Third, “it is appointed for men to die once.” In other words, we do not get to decide when we die. That moment is “appointed” for us. By committing suicide you may think to speed your death up, but one thing is sure—you cannot slow it down. The end of this life has already been appointed for you. And it is an appointment God will surely keep. Thus, you must not delay in making peace with God, saying to yourself: ‘I have plenty of time to live. I will prolong my life a little while…and then turn to the Lord.’ Jesus called people who think this way fools (Luke 12.20): “This very night your soul is required from you.” And when God requires your soul, there is no delaying the inevitable!

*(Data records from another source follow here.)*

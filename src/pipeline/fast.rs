//! Fast-mode solving and the direct-answer primitive.
//!
//! Fast mode skips the entire pro pipeline: one model call over the raw
//! screenshots, answer back. The pro-mode general branch reuses the same
//! primitive, fanned out across the roster.

use anyhow::Context;
use serde::{Deserialize, Serialize};

use super::generate::CandidateStatus;
use crate::image::ImageData;
use crate::llm::{LlmError, ModelCaller, ModelRequest, ResponseShape};
use crate::prompts;

/// One direct-answer attempt in the general-branch fan-out.
#[derive(Debug, Clone, Serialize, Deserialize)]
#[serde(rename_all = "camelCase")]
pub struct AnswerCandidate {
    pub slot: usize,
    pub status: CandidateStatus,
    #[serde(skip_serializing_if = "Option::is_none")]
    pub answer: Option<String>,
    #[serde(skip_serializing_if = "Option::is_none")]
    pub error: Option<String>,
}

impl AnswerCandidate {
    pub(crate) fn from_outcome(slot: usize, outcome: Result<String, LlmError>) -> Self {
        match outcome {
            Ok(answer) => Self {
                slot,
                status: CandidateStatus::Succeeded,
                answer: Some(answer),
                error: None,
            },
            Err(e) => Self {
                slot,
                status: CandidateStatus::Failed,
                answer: None,
                error: Some(e.to_string()),
            },
        }
    }
}

/// Issue one direct "answer the screenshots" request.
pub async fn answer_direct(
    caller: &dyn ModelCaller,
    model: &str,
    images: &[ImageData],
) -> Result<String, LlmError> {
    let request = ModelRequest::new(
        images,
        prompts::ANSWER_SYSTEM,
        prompts::ANSWER_USER,
        model,
        ResponseShape::Text,
    );
    caller.ask(&request).await
}

/// Fast mode: a single-model direct solve, no pipeline.
pub async fn solve_fast(
    caller: &dyn ModelCaller,
    model: &str,
    images: &[ImageData],
) -> anyhow::Result<String> {
    answer_direct(caller, model, images)
        .await
        .context("Fast-mode solve failed")
}

#[cfg(test)]
mod tests {
    use super::*;

    #[test]
    fn test_from_outcome_success() {
        let candidate = AnswerCandidate::from_outcome(1, Ok("42".to_string()));
        assert_eq!(candidate.slot, 1);
        assert_eq!(candidate.status, CandidateStatus::Succeeded);
        assert_eq!(candidate.answer.as_deref(), Some("42"));
        assert!(candidate.error.is_none());
    }

    #[test]
    fn test_from_outcome_failure() {
        let candidate =
            AnswerCandidate::from_outcome(0, Err(LlmError::network_error("down".into())));
        assert_eq!(candidate.status, CandidateStatus::Failed);
        assert!(candidate.answer.is_none());
        assert!(candidate.error.as_deref().unwrap().contains("down"));
    }
}
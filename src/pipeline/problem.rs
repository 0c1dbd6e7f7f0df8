//! Structured problem description extracted from screenshots.

use serde::{Deserialize, Serialize};

/// One worked example from the problem statement.
#[derive(Debug, Clone, PartialEq, Eq, Serialize, Deserialize)]
#[serde(rename_all = "camelCase")]
pub struct ProblemExample {
    pub input: String,
    pub output: String,
    #[serde(default, skip_serializing_if = "Option::is_none")]
    pub explanation: Option<String>,
}

/// The structured extraction result.
///
/// Created by the extractor, read-only afterward. `title` and `description`
/// are guaranteed non-empty after a successful extraction.
#[derive(Debug, Clone, PartialEq, Eq, Serialize, Deserialize)]
#[serde(rename_all = "camelCase")]
pub struct ProblemStatement {
    pub title: String,
    pub description: String,
    #[serde(default)]
    pub examples: Vec<ProblemExample>,
    #[serde(default)]
    pub constraints: Vec<String>,
    #[serde(default, skip_serializing_if = "Option::is_none")]
    pub follow_up: Option<String>,
}

#[cfg(test)]
mod tests {
    use super::*;

    #[test]
    fn test_serde_uses_camel_case() {
        let statement = ProblemStatement {
            title: "Two Sum".to_string(),
            description: "Find two numbers".to_string(),
            examples: vec![],
            constraints: vec![],
            follow_up: Some("Can you do it in one pass?".to_string()),
        };
        let json = serde_json::to_string(&statement).unwrap();
        assert!(json.contains("\"followUp\""));
    }

    #[test]
    fn test_optional_fields_default() {
        let statement: ProblemStatement =
            serde_json::from_str(r#"{"title":"T","description":"D"}"#).unwrap();
        assert!(statement.examples.is_empty());
        assert!(statement.constraints.is_empty());
        assert!(statement.follow_up.is_none());
    }
}
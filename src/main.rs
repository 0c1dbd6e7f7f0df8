//! Snapsolve CLI.
//!
//! Reads screenshot files, runs the solving pipeline, and prints the result
//! as JSON on stdout. Progress updates go to stderr via tracing.
//!
//! Usage: snapsolve [--fast] <image.png> [image.png ...]

use std::path::Path;
use std::sync::Arc;

use anyhow::Context;
use tracing_subscriber::EnvFilter;

use snapsolve::llm::OpenRouterClient;
use snapsolve::pipeline::{solve_fast, Orchestrator};
use snapsolve::progress::RunState;
use snapsolve::sandbox::NodeSpawner;
use snapsolve::{ImageData, SolverConfig};

fn mime_for(path: &Path) -> &'static str {
    match path.extension().and_then(|e| e.to_str()) {
        Some("jpg") | Some("jpeg") => "image/jpeg",
        _ => "image/png",
    }
}

#[tokio::main]
async fn main() -> anyhow::Result<()> {
    tracing_subscriber::fmt()
        .with_env_filter(
            EnvFilter::try_from_default_env().unwrap_or_else(|_| EnvFilter::new("info")),
        )
        .with_writer(std::io::stderr)
        .init();

    let mut fast = false;
    let mut paths: Vec<String> = Vec::new();
    for arg in std::env::args().skip(1) {
        match arg.as_str() {
            "--fast" => fast = true,
            "--help" | "-h" => {
                eprintln!("Usage: snapsolve [--fast] <image.png> [image.png ...]");
                return Ok(());
            }
            _ => paths.push(arg),
        }
    }
    anyhow::ensure!(
        !paths.is_empty(),
        "No screenshots given. Usage: snapsolve [--fast] <image.png> [image.png ...]"
    );

    let mut images = Vec::new();
    for path in &paths {
        let path = Path::new(path);
        let bytes = std::fs::read(path)
            .with_context(|| format!("Failed to read {}", path.display()))?;
        images.push(ImageData::from_bytes(&bytes, mime_for(path)));
    }

    let api_key = std::env::var("OPENROUTER_API_KEY")
        .context("OPENROUTER_API_KEY environment variable is not set")?;
    let caller = Arc::new(OpenRouterClient::new(api_key));
    let config = SolverConfig::from_env();

    if fast {
        let answer = solve_fast(caller.as_ref(), &config.answer_model, &images).await?;
        println!("{}", answer);
        return Ok(());
    }

    let (tx, mut rx) = tokio::sync::mpsc::unbounded_channel::<RunState>();
    let progress_task = tokio::spawn(async move {
        while let Some(state) = rx.recv().await {
            tracing::info!(
                "[{:>3}%] {}: {}",
                state.progress,
                state.current_step,
                state.step_details
            );
        }
    });

    let orchestrator = Orchestrator::new(
        config,
        caller,
        Arc::new(NodeSpawner::new()),
        Arc::new(tx),
    );
    let result = orchestrator.solve(&images).await;

    // Drop the orchestrator (and with it the channel sender) so the
    // progress task sees the stream close.
    drop(orchestrator);
    let _ = progress_task.await;
    println!("{}", serde_json::to_string_pretty(&result)?);

    if result.success {
        Ok(())
    } else {
        std::process::exit(1)
    }
}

Finally, “it is appointed for men to die once and after this comes judgment.” When you die, you will not float into oblivion. You will not cease to exist. Nor will you be promoted instantly to a place of bliss and comfort. No, first you will stand at the bar of God’s justice…to give an account for your dealings with Him in your life on earth. It will be shown, from your own life, that (Romans 1.20), because of what you saw in creation, and what you felt in conscience, you knew there was someone who made you and owned you—indeed carried you along in love. Then it will be uncovered, again from your own life’s history, that “even though you knew God, you did not honor Him” as you knew you should have. The gavel will fall. The verdict of ‘guilty’ will be pronounced. And since you only get to die once, the verdict will be final. Only if you have entrusted yourself to Jesus, who took your punishment for you, will the verdict not be followed by a sentencing hearing (one that always leads to the punishment of hell). Only if you have believed on the crucified Savior, who died in your place, will the guilty verdict be withdrawn. Only if you believe in Christ will you enter God’s bliss and comfort. But if you believe in Christ, you most certainly will! So, will you be sure you believe in Christ…before it is forever too late?